What the task requires: Nothing in the entries below may be altered; print them as they stand.

--- Extracted data ---

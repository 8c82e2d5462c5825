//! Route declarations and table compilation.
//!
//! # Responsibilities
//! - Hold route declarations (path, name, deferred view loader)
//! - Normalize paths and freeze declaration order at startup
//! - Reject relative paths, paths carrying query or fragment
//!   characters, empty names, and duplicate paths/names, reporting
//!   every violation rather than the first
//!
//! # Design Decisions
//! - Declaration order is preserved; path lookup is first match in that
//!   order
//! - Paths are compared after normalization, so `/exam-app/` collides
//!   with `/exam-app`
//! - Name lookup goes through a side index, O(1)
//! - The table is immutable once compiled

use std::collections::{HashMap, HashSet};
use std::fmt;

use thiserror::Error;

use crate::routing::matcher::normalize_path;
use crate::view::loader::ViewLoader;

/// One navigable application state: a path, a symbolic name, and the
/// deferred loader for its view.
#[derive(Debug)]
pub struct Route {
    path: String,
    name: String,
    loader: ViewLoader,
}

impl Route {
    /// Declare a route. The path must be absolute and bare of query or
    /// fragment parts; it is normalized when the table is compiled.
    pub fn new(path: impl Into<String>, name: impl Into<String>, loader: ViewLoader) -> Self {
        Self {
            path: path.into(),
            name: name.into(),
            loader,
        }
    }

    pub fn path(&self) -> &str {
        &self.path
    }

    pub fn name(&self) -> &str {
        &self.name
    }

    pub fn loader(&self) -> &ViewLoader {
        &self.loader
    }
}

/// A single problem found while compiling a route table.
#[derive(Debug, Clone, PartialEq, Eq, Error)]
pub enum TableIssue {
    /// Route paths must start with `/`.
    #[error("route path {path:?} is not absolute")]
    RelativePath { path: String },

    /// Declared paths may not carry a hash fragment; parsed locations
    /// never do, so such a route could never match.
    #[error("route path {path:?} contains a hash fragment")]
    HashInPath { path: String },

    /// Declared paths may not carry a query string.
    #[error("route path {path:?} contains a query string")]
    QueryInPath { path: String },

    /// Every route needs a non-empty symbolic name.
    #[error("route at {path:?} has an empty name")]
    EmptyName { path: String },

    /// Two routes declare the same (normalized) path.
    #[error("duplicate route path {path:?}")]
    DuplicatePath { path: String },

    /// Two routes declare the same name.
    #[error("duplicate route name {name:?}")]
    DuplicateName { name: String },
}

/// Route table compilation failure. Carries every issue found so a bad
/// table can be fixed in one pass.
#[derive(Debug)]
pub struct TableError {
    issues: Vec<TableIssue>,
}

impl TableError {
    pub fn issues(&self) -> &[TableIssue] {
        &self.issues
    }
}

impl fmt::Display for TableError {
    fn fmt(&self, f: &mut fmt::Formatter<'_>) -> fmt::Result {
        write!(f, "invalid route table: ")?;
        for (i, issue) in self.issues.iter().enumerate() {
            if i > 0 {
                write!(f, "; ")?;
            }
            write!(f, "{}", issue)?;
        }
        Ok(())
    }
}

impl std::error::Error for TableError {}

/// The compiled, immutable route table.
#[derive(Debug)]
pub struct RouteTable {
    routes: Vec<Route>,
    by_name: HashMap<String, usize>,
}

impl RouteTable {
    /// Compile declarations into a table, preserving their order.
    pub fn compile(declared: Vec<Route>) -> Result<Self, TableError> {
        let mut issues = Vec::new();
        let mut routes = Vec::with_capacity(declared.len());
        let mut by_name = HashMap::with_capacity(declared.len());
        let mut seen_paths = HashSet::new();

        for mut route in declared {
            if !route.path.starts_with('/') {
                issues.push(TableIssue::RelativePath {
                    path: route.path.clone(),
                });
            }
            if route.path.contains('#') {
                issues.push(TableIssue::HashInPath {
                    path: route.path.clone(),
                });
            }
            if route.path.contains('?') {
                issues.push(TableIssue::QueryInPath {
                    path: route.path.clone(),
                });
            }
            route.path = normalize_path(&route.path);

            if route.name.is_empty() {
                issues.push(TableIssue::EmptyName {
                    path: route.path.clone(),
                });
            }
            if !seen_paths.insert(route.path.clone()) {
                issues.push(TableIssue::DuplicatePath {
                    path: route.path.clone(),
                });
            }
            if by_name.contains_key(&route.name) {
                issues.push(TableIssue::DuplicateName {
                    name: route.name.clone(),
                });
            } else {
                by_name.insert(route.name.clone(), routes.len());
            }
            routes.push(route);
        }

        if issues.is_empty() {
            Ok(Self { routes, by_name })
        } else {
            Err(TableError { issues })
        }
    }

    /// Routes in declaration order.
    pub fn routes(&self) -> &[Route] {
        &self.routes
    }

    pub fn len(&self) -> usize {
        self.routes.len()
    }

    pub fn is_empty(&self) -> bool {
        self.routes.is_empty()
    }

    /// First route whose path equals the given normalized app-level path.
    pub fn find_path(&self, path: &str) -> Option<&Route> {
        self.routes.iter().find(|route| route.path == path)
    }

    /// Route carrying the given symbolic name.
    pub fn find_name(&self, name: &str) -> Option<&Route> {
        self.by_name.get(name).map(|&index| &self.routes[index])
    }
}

---

Task solution:
repository 8c82e2d5462c5825
//! Route declarations and table compilation.
//!
//! # Responsibilities
//! - Hold route declarations (path, name, deferred view loader)
//! - Normalize paths and freeze declaration order at startup
//! - Reject relative paths, paths carrying query or fragment
//!   characters, empty names, and duplicate paths/names, reporting
//!   every violation rather than the first
//!
//! # Design Decisions
//! - Declaration order is preserved; path lookup is first match in that
//!   order
//! - Paths are compared after normalization, so `/exam-app/` collides
//!   with `/exam-app`
//! - Name lookup goes through a side index, O(1)
//! - The table is immutable once compiled

use std::collections::{HashMap, HashSet};
use std::fmt;

use thiserror::Error;

use crate::routing::matcher::normalize_path;
use crate::view::loader::ViewLoader;

/// One navigable application state: a path, a symbolic name, and the
/// deferred loader for its view.
#[derive(Debug)]
pub struct Route {
    path: String,
    name: String,
    loader: ViewLoader,
}

impl Route {
    /// Declare a route. The path must be absolute and bare of query or
    /// fragment parts; it is normalized when the table is compiled.
    pub fn new(path: impl Into<String>, name: impl Into<String>, loader: ViewLoader) -> Self {
        Self {
            path: path.into(),
            name: name.into(),
            loader,
        }
    }

    pub fn path(&self) -> &str {
        &self.path
    }

    pub fn name(&self) -> &str {
        &self.name
    }

    pub fn loader(&self) -> &ViewLoader {
        &self.loader
    }
}

/// A single problem found while compiling a route table.
#[derive(Debug, Clone, PartialEq, Eq, Error)]
pub enum TableIssue {
    /// Route paths must start with `/`.
    #[error("route path {path:?} is not absolute")]
    RelativePath { path: String },

    /// Declared paths may not carry a hash fragment; parsed locations
    /// never do, so such a route could never match.
    #[error("route path {path:?} contains a hash fragment")]
    HashInPath { path: String },

    /// Declared paths may not carry a query string.
    #[error("route path {path:?} contains a query string")]
    QueryInPath { path: String },

    /// Every route needs a non-empty symbolic name.
    #[error("route at {path:?} has an empty name")]
    EmptyName { path: String },

    /// Two routes declare the same (normalized) path.
    #[error("duplicate route path {path:?}")]
    DuplicatePath { path: String },

    /// Two routes declare the same name.
    #[error("duplicate route name {name:?}")]
    DuplicateName { name: String },
}

/// Route table compilation failure. Carries every issue found so a bad
/// table can be fixed in one pass.
#[derive(Debug)]
pub struct TableError {
    issues: Vec<TableIssue>,
}

impl TableError {
    pub fn issues(&self) -> &[TableIssue] {
        &self.issues
    }
}

impl fmt::Display for TableError {
    fn fmt(&self, f: &mut fmt::Formatter<'_>) -> fmt::Result {
        write!(f, "invalid route table: ")?;
        for (i, issue) in self.issues.iter().enumerate() {
            if i > 0 {
                write!(f, "; ")?;
            }
            write!(f, "{}", issue)?;
        }
        Ok(())
    }
}

impl std::error::Error for TableError {}

/// The compiled, immutable route table.
#[derive(Debug)]
pub struct RouteTable {
    routes: Vec<Route>,
    by_name: HashMap<String, usize>,
}

impl RouteTable {
    /// Compile declarations into a table, preserving their order.
    pub fn compile(declared: Vec<Route>) -> Result<Self, TableError> {
        let mut issues = Vec::new();
        let mut routes = Vec::with_capacity(declared.len());
        let mut by_name = HashMap::with_capacity(declared.len());
        let mut seen_paths = HashSet::new();

        for mut route in declared {
            if !route.path.starts_with('/') {
                issues.push(TableIssue::RelativePath {
                    path: route.path.clone(),
                });
            }
            if route.path.contains('#') {
                issues.push(TableIssue::HashInPath {
                    path: route.path.clone(),
                });
            }
            if route.path.contains('?') {
                issues.push(TableIssue::QueryInPath {
                    path: route.path.clone(),
                });
            }
            route.path = normalize_path(&route.path);

            if route.name.is_empty() {
                issues.push(TableIssue::EmptyName {
                    path: route.path.clone(),
                });
            }
            if !seen_paths.insert(route.path.clone()) {
                issues.push(TableIssue::DuplicatePath {
                    path: route.path.clone(),
                });
            }
            if by_name.contains_key(&route.name) {
                issues.push(TableIssue::DuplicateName {
                    name: route.name.clone(),
                });
            } else {
                by_name.insert(route.name.clone(), routes.len());
            }
            routes.push(route);
        }

        if issues.is_empty() {
            Ok(Self { routes, by_name })
        } else {
            Err(TableError { issues })
        }
    }

    /// Routes in declaration order.
    pub fn routes(&self) -> &[Route] {
        &self.routes
    }

    pub fn len(&self) -> usize {
        self.routes.len()
    }

    pub fn is_empty(&self) -> bool {
        self.routes.is_empty()
    }

    /// First route whose path equals the given normalized app-level path.
    pub fn find_path(&self, path: &str) -> Option<&Route> {
        self.routes.iter().find(|route| route.path == path)
    }

    /// Route carrying the given symbolic name.
    pub fn find_name(&self, name: &str) -> Option<&Route> {
        self.by_name.get(name).map(|&index| &self.routes[index])
    }
}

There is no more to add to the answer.